Sparkle and Shine
Automatic dishwashers can make your work much easier but you need a bit of insider knowledge up your sleeve to make the dishes look sparkling, says Abhay Desai.
Automatic dishwashers represent a tremendous saving in time and effort; they minimise breakage through reduced handling of dishes, they help keep the kitchen neater and more clutter-free, and cleanup after entertaining guests is simplified.
However, the most important is the manner in which they sanitise dishes. In order to ensure that public health standards are maintained, in many countries, hospitals and food service institutions are required by law to clean dishes by automatic dishwashing methods.
In India though, the usage of dishwashers is not very high, as almost all restaurants resort to manual washing rather than the automatic system.
The main reasons behind low penetration of dishwashers are the initial investment needed for this, and lack of knowledge about their proper usage. Things are now changing, as the cost of automatic dishwashers have come down from what it used to be five years ago.
Further, in most cases, you hear that 80% of the times the dishwasher does not give the desired results. However, a dishwasher not working to its optimum is primarily because it is not being maintained the way it should be.
The benefits of an automatic dishwasher and the specially formulated detergents can only be realised if they are used correctly. It is, therefore, important for the user to understand how a dishwasher works, the purpose of its features, and how to load and operate it properly. For instance:
1. The role of water is to dissolve and carry detergent, wet and loosen soil, and effectively rinse the soil away. The velocity with which water is distributed in the dishwasher provides the scrubbing action to loosen and remove soil. The temperature of the water is an important factor too.
As the temperature is reduced, the removal of greasy and oily soils becomes more difficult; spotting and filming on dishes may also occur as well as improper drying.
The amount of hard minerals and other dissolved solids in water present obstacles in getting good results from automatic dishwashing. Therefore, it is important to determine the hardness of raw water before starting the operation.
2. Automatic dishwashers require detergents with very special characteristics, one of which is that it must produce little or no suds or foam because too much foam can inhibit the washing action.
Other important functions are to make water wetter to penetrate and loosen soil; tie up water hardness minerals; emulsify greasy or oily soil; suppress foam caused by protein soils such as egg and milk; help water to sheet off surfaces of dishes, thus minimising water spots; and protect china patterns and metals from the corrosive effects of heat and water.

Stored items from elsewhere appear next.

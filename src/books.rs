pub mod domain;
pub mod dto;
pub mod factory;
pub mod repository;
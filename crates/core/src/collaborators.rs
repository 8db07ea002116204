//! Contracts for the pluggable pieces of a search.
//!
//! The engine drives these collaborators but never inspects how they work.
//! Every fallible collaborator names its own error type, which the engine
//! wraps with the failing cell's context before returning it.

use std::convert::Infallible;
use std::fmt;

use crate::{Capabilities, Cell, Impact, IntervalBox};

/// Narrows a box without removing any point that could be a solution.
pub trait Contractor {
    type Error: std::error::Error + Send + Sync + 'static;

    /// Returns the number of variables the contractor works over.
    fn nb_var(&self) -> usize;

    /// Contracts `bx` in place, emptying it if it provably holds no solution.
    ///
    /// `impact` names the dimensions that changed since the box was last
    /// contracted. Calling this twice on the same box must remain sound.
    ///
    /// # Errors
    ///
    /// Returns an error if contraction cannot be carried out.
    fn contract(&mut self, bx: &mut IntervalBox, impact: &Impact) -> Result<(), Self::Error>;
}

/// The outcome of asking a [`Bisector`] to split a cell.
#[derive(Debug, Clone, PartialEq)]
pub enum Bisection {
    /// The box was split along `var` into two sub-boxes.
    Split {
        var: usize,
        left: IntervalBox,
        right: IntervalBox,
    },

    /// No dimension can be split without violating the minimum width.
    NotBisectable,
}

/// Chooses a dimension and splits a cell's box along it.
pub trait Bisector {
    type Error: std::error::Error + Send + Sync + 'static;

    /// Returns the cell payloads this bisector needs.
    fn capabilities(&self) -> Capabilities {
        Capabilities::NONE
    }

    /// Splits the cell, or reports that it cannot be split.
    ///
    /// # Errors
    ///
    /// Returns an error if the bisector fails for a reason other than the
    /// cell being too small to split.
    fn bisect(&mut self, cell: &Cell) -> Result<Bisection, Self::Error>;
}

/// Decides whether a non-bisectable cell is an accepted solution.
pub trait SolutionTest {
    fn accepts(&mut self, cell: &Cell) -> bool;
}

impl<F> SolutionTest for F
where
    F: FnMut(&Cell) -> bool,
{
    fn accepts(&mut self, cell: &Cell) -> bool {
        self(cell)
    }
}

/// Names a hook point, for error reporting.
#[derive(Debug, Clone, Copy, PartialEq, Eq)]
pub enum HookPoint {
    Precontract,
    OtherChecks,
    Postcontract,
    Prebisect,
    UpdateBufferInfo,
    Postsolution,
    InitBufferInfo,
}

impl fmt::Display for HookPoint {
    fn fmt(&self, f: &mut fmt::Formatter<'_>) -> fmt::Result {
        let name = match self {
            Self::Precontract => "precontract",
            Self::OtherChecks => "other_checks",
            Self::Postcontract => "postcontract",
            Self::Prebisect => "prebisect",
            Self::UpdateBufferInfo => "update_buffer_info",
            Self::Postsolution => "postsolution",
            Self::InitBufferInfo => "init_buffer_info",
        };
        f.write_str(name)
    }
}

/// Extension points called by the engine as it processes each cell.
///
/// Every method defaults to a no-op. Hooks may narrow or empty a cell's box,
/// which the engine treats like a contraction. `()` is the empty hook set.
pub trait Hooks {
    type Error: std::error::Error + Send + Sync + 'static;

    /// Returns the cell payloads these hooks need.
    fn capabilities(&self) -> Capabilities {
        Capabilities::NONE
    }

    /// Called before the cell is contracted.
    ///
    /// # Errors
    ///
    /// Implementations decide; the engine stops the search and reports it.
    fn precontract(&mut self, _cell: &mut Cell) -> Result<(), Self::Error> {
        Ok(())
    }

    /// Called after contraction, only if the box is still non-empty.
    ///
    /// # Errors
    ///
    /// Implementations decide; the engine stops the search and reports it.
    fn other_checks(&mut self, _cell: &mut Cell) -> Result<(), Self::Error> {
        Ok(())
    }

    /// Called once contraction and checks are done, whether or not the box
    /// was emptied.
    ///
    /// # Errors
    ///
    /// Implementations decide; the engine stops the search and reports it.
    fn postcontract(&mut self, _cell: &mut Cell) -> Result<(), Self::Error> {
        Ok(())
    }

    /// Called right before the cell is bisected.
    ///
    /// # Errors
    ///
    /// Implementations decide; the engine stops the search and reports it.
    fn prebisect(&mut self, _cell: &mut Cell) -> Result<(), Self::Error> {
        Ok(())
    }

    /// Called after a successful split, before the parent leaves the buffer.
    ///
    /// # Errors
    ///
    /// Implementations decide; the engine stops the search and reports it.
    fn update_buffer_info(&mut self, _cell: &Cell) -> Result<(), Self::Error> {
        Ok(())
    }

    /// Called after a solution has been accepted.
    ///
    /// # Errors
    ///
    /// Implementations decide; the engine stops the search and reports it.
    fn postsolution(&mut self) -> Result<(), Self::Error> {
        Ok(())
    }

    /// Called on every new cell before it is pushed into the buffer.
    ///
    /// # Errors
    ///
    /// Implementations decide; the engine stops the search and reports it.
    fn init_buffer_info(&mut self, _cell: &mut Cell) -> Result<(), Self::Error> {
        Ok(())
    }
}

impl Hooks for () {
    type Error = Infallible;
}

Therefore, one should use specially formulated detergents which have the following ingredients in it: surfactant (nonionic), builder (complex phosphates), corrosion inhibitor (sodium silicate), chlorine compound, special additives (sodium aluminate, boric oxide and aluminum phosphate), and additional alkalis (sodium carbonate, trisodium phosphate).
There are no substitutes to an automatic dishwasher detergent. It is vital that the detergent is dosed safely, and in the right proportion. Under-use will result in poor cleaning, redeposition of soil, spotting, filming and possibly damage to some items being washed.
Over dosing will not only add up to the costs but also leave excess detergent on the plates. It is for this reason that electronic dosing pumps are employed with each automatic dishwasher.
3. The rinse agent allows the water to sheet off dishes rather than dry in droplets, thus helping to eliminate spotting. It is particularly helpful in hard water areas, and when heat is eliminated in the dry cycle to conserve energy.